Brief:
Each line of the records below that contains "None" needs to be copied.

*** Block opens ***

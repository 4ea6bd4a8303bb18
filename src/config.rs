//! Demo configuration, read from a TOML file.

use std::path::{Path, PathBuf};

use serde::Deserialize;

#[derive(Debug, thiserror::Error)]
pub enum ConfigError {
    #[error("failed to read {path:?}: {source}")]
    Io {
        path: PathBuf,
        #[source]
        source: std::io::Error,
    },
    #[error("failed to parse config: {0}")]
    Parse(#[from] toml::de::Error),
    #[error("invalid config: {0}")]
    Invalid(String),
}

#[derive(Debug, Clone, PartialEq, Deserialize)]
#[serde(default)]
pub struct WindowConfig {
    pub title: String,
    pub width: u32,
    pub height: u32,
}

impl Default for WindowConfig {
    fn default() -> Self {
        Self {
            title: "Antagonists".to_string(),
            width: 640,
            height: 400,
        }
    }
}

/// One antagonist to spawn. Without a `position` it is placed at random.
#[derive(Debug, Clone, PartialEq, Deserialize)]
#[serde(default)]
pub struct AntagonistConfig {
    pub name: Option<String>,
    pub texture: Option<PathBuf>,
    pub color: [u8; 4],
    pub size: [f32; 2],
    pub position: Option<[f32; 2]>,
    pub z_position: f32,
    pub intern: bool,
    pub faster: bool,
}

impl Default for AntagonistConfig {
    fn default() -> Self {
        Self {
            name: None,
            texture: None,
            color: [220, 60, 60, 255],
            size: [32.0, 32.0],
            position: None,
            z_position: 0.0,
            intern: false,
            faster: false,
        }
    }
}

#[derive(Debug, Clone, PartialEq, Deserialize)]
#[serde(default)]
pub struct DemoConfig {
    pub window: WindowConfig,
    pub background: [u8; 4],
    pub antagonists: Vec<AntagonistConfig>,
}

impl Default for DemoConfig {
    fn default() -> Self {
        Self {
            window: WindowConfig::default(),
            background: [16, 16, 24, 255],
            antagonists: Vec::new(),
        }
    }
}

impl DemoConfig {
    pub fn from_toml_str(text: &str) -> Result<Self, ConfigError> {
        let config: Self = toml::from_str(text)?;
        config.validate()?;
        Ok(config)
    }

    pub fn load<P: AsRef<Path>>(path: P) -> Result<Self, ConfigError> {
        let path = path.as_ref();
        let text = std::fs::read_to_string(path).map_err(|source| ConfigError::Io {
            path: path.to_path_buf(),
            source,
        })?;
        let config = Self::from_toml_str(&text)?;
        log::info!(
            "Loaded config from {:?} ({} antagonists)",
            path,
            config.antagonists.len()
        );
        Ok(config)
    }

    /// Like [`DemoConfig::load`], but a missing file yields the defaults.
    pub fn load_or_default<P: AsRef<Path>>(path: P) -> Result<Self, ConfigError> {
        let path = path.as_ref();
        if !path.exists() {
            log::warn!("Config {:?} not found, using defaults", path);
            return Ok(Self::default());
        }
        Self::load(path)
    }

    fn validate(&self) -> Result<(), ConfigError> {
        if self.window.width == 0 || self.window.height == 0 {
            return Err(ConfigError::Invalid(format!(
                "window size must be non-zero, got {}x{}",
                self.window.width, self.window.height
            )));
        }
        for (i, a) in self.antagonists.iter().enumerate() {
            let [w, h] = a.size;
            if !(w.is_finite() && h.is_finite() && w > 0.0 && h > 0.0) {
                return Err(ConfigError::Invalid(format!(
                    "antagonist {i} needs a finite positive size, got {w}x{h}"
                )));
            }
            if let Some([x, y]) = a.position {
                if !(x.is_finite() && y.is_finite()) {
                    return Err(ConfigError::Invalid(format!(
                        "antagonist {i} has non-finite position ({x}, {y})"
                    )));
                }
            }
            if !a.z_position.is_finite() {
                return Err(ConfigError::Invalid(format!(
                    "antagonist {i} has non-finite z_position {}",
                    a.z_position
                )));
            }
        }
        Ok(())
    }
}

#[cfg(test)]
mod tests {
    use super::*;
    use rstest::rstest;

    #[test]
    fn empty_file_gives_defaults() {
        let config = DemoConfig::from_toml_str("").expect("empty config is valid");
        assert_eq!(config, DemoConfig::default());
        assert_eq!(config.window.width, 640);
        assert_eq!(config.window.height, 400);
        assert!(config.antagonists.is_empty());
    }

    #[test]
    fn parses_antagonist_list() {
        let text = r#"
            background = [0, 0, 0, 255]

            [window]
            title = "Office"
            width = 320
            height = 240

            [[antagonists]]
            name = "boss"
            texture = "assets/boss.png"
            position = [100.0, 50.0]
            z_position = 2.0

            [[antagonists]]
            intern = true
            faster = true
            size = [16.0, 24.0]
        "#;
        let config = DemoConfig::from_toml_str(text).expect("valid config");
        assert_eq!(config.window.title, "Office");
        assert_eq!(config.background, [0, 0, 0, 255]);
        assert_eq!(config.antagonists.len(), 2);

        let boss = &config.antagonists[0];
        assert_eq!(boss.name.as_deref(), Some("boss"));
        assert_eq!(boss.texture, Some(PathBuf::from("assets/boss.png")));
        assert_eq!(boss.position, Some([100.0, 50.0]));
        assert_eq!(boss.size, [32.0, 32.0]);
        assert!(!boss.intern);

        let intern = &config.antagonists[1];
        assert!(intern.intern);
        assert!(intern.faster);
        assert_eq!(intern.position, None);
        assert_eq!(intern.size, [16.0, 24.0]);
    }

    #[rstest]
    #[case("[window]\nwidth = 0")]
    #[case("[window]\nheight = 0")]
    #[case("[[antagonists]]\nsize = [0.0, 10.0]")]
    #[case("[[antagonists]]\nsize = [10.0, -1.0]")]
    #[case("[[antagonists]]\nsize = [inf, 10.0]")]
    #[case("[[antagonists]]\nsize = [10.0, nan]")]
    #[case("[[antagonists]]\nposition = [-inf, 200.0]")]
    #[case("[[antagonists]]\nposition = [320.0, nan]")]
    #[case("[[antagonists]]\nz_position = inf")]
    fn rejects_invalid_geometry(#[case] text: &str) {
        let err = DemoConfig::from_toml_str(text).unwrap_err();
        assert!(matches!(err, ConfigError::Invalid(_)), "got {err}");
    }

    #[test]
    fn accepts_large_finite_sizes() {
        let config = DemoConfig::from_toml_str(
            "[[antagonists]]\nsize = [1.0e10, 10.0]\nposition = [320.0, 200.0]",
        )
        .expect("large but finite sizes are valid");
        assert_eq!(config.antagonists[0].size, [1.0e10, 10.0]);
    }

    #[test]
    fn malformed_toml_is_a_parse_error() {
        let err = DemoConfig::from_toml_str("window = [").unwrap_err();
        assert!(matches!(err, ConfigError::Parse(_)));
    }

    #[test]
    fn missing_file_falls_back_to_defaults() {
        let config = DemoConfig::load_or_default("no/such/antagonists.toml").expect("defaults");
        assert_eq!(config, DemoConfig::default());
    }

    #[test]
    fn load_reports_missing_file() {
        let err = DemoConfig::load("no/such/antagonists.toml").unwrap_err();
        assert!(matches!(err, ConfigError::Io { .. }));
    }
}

*** Block closes ***

Solution to the exercise:
            name: None,
            texture: None,
            position: None,
        assert_eq!(intern.position, None);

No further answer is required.